INSTRUCTIONS FOR THE TASK: Transcribe each record as written.

DATASET RECORDS:
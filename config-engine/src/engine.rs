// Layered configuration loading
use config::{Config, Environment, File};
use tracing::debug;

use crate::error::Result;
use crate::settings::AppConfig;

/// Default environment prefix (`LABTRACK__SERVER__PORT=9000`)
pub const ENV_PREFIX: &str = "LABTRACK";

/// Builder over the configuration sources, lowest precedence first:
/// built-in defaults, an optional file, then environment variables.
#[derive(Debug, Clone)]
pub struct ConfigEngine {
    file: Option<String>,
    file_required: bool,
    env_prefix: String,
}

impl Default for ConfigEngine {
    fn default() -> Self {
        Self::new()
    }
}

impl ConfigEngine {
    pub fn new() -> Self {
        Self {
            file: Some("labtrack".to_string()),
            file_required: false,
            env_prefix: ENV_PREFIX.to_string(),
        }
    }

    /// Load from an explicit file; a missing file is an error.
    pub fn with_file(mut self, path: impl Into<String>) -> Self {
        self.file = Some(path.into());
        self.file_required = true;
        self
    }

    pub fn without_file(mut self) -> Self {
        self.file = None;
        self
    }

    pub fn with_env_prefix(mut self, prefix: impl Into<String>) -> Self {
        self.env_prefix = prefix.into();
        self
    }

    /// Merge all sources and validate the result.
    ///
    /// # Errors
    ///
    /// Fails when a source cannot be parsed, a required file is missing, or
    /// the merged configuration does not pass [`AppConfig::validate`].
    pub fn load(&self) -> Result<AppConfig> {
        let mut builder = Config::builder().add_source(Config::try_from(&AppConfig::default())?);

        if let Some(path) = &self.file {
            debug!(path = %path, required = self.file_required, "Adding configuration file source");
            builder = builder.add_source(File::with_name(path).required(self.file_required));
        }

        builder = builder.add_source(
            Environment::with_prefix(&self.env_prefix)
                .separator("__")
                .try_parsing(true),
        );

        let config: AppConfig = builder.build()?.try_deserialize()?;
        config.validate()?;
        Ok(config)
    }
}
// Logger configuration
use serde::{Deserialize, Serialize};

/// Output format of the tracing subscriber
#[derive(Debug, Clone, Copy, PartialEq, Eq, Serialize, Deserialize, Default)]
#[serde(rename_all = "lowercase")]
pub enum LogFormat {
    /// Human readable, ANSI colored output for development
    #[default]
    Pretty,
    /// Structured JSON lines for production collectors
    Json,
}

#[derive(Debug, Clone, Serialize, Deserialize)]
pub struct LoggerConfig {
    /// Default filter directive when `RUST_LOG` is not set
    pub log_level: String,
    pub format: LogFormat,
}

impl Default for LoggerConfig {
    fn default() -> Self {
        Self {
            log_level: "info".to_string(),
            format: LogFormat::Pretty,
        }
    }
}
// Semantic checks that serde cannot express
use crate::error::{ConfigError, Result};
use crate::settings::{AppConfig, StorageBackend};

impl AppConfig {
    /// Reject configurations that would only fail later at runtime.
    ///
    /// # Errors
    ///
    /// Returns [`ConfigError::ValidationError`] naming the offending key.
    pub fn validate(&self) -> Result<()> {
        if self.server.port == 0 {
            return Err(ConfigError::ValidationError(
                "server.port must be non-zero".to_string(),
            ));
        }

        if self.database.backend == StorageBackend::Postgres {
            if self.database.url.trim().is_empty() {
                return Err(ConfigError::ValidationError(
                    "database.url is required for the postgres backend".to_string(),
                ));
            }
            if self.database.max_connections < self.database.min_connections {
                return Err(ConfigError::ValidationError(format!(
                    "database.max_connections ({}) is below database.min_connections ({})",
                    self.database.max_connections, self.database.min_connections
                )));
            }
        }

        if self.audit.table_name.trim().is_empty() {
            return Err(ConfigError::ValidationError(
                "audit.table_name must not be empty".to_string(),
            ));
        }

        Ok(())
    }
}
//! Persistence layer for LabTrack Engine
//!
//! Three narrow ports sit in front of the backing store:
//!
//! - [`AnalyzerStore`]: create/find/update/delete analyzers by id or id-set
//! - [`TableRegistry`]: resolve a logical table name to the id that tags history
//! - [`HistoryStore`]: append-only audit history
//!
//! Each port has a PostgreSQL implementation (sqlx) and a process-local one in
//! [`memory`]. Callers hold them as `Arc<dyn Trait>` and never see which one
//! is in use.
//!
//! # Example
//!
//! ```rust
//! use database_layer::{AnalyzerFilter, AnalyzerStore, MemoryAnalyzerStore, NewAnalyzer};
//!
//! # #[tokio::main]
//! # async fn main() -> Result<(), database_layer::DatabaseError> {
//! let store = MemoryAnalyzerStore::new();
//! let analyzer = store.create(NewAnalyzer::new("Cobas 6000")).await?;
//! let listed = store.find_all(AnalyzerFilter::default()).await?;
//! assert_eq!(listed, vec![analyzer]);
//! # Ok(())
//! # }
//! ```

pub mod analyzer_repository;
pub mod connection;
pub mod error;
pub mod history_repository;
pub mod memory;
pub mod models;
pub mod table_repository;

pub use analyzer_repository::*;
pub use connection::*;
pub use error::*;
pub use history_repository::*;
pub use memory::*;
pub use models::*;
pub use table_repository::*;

WRITTEN SOLUTION:
filename config-engine/src/engine.rs
// Layered configuration loading
use config::{Config, Environment, File};
use tracing::debug;

use crate::error::Result;
use crate::settings::AppConfig;

/// Default environment prefix (`LABTRACK__SERVER__PORT=9000`)
pub const ENV_PREFIX: &str = "LABTRACK";

/// Builder over the configuration sources, lowest precedence first:
/// built-in defaults, an optional file, then environment variables.
#[derive(Debug, Clone)]
pub struct ConfigEngine {
    file: Option<String>,
    file_required: bool,
    env_prefix: String,
}

impl Default for ConfigEngine {
    fn default() -> Self {
        Self::new()
    }
}

impl ConfigEngine {
    pub fn new() -> Self {
        Self {
            file: Some("labtrack".to_string()),
            file_required: false,
            env_prefix: ENV_PREFIX.to_string(),
        }
    }

    /// Load from an explicit file; a missing file is an error.
    pub fn with_file(mut self, path: impl Into<String>) -> Self {
        self.file = Some(path.into());
        self.file_required = true;
        self
    }

    pub fn without_file(mut self) -> Self {
        self.file = None;
        self
    }

    pub fn with_env_prefix(mut self, prefix: impl Into<String>) -> Self {
        self.env_prefix = prefix.into();
        self
    }

    /// Merge all sources and validate the result.
    ///
    /// # Errors
    ///
    /// Fails when a source cannot be parsed, a required file is missing, or
    /// the merged configuration does not pass [`AppConfig::validate`].
    pub fn load(&self) -> Result<AppConfig> {
        let mut builder = Config::builder().add_source(Config::try_from(&AppConfig::default())?);

        if let Some(path) = &self.file {
            debug!(path = %path, required = self.file_required, "Adding configuration file source");
            builder = builder.add_source(File::with_name(path).required(self.file_required));
        }

        builder = builder.add_source(
            Environment::with_prefix(&self.env_prefix)
                .separator("__")
                .try_parsing(true),
        );

        let config: AppConfig = builder.build()?.try_deserialize()?;
        config.validate()?;
        Ok(config)
    }
}
// Logger configuration
use serde::{Deserialize, Serialize};

/// Output format of the tracing subscriber
#[derive(Debug, Clone, Copy, PartialEq, Eq, Serialize, Deserialize, Default)]
#[serde(rename_all = "lowercase")]
pub enum LogFormat {
    /// Human readable, ANSI colored output for development
    #[default]
    Pretty,
    /// Structured JSON lines for production collectors
    Json,
}

#[derive(Debug, Clone, Serialize, Deserialize)]
pub struct LoggerConfig {
    /// Default filter directive when `RUST_LOG` is not set
    pub log_level: String,
    pub format: LogFormat,
}

impl Default for LoggerConfig {
    fn default() -> Self {
        Self {
            log_level: "info".to_string(),
            format: LogFormat::Pretty,
        }
    }
}
// Semantic checks that serde cannot express
use crate::error::{ConfigError, Result};
use crate::settings::{AppConfig, StorageBackend};

impl AppConfig {
    /// Reject configurations that would only fail later at runtime.
    ///
    /// # Errors
    ///
    /// Returns [`ConfigError::ValidationError`] naming the offending key.
    pub fn validate(&self) -> Result<()> {
        if self.server.port == 0 {
            return Err(ConfigError::ValidationError(
                "server.port must be non-zero".to_string(),
            ));
        }

        if self.database.backend == StorageBackend::Postgres {
            if self.database.url.trim().is_empty() {
                return Err(ConfigError::ValidationError(
                    "database.url is required for the postgres backend".to_string(),
                ));
            }
            if self.database.max_connections < self.database.min_connections {
                return Err(ConfigError::ValidationError(format!(
                    "database.max_connections ({}) is below database.min_connections ({})",
                    self.database.max_connections, self.database.min_connections
                )));
            }
        }

        if self.audit.table_name.trim().is_empty() {
            return Err(ConfigError::ValidationError(
                "audit.table_name must not be empty".to_string(),
            ));
        }

        Ok(())
    }
}
//! Persistence layer for LabTrack Engine
//!
//! Three narrow ports sit in front of the backing store:
//!
//! - [`AnalyzerStore`]: create/find/update/delete analyzers by id or id-set
//! - [`TableRegistry`]: resolve a logical table name to the id that tags history
//! - [`HistoryStore`]: append-only audit history
//!
//! Each port has a PostgreSQL implementation (sqlx) and a process-local one in
//! [`memory`]. Callers hold them as `Arc<dyn Trait>` and never see which one
//! is in use.
//!
//! # Example
//!
//! ```rust
//! use database_layer::{AnalyzerFilter, AnalyzerStore, MemoryAnalyzerStore, NewAnalyzer};
//!
//! # #[tokio::main]
//! # async fn main() -> Result<(), database_layer::DatabaseError> {
//! let store = MemoryAnalyzerStore::new();
//! let analyzer = store.create(NewAnalyzer::new("Cobas 6000")).await?;
//! let listed = store.find_all(AnalyzerFilter::default()).await?;
//! assert_eq!(listed, vec![analyzer]);
//! # Ok(())
//! # }
//! ```

pub mod analyzer_repository;
pub mod connection;
pub mod error;
pub mod history_repository;
pub mod memory;
pub mod models;
pub mod table_repository;

pub use analyzer_repository::*;
pub use connection::*;
pub use error::*;
pub use history_repository::*;
pub use memory::*;
pub use models::*;
pub use table_repository::*;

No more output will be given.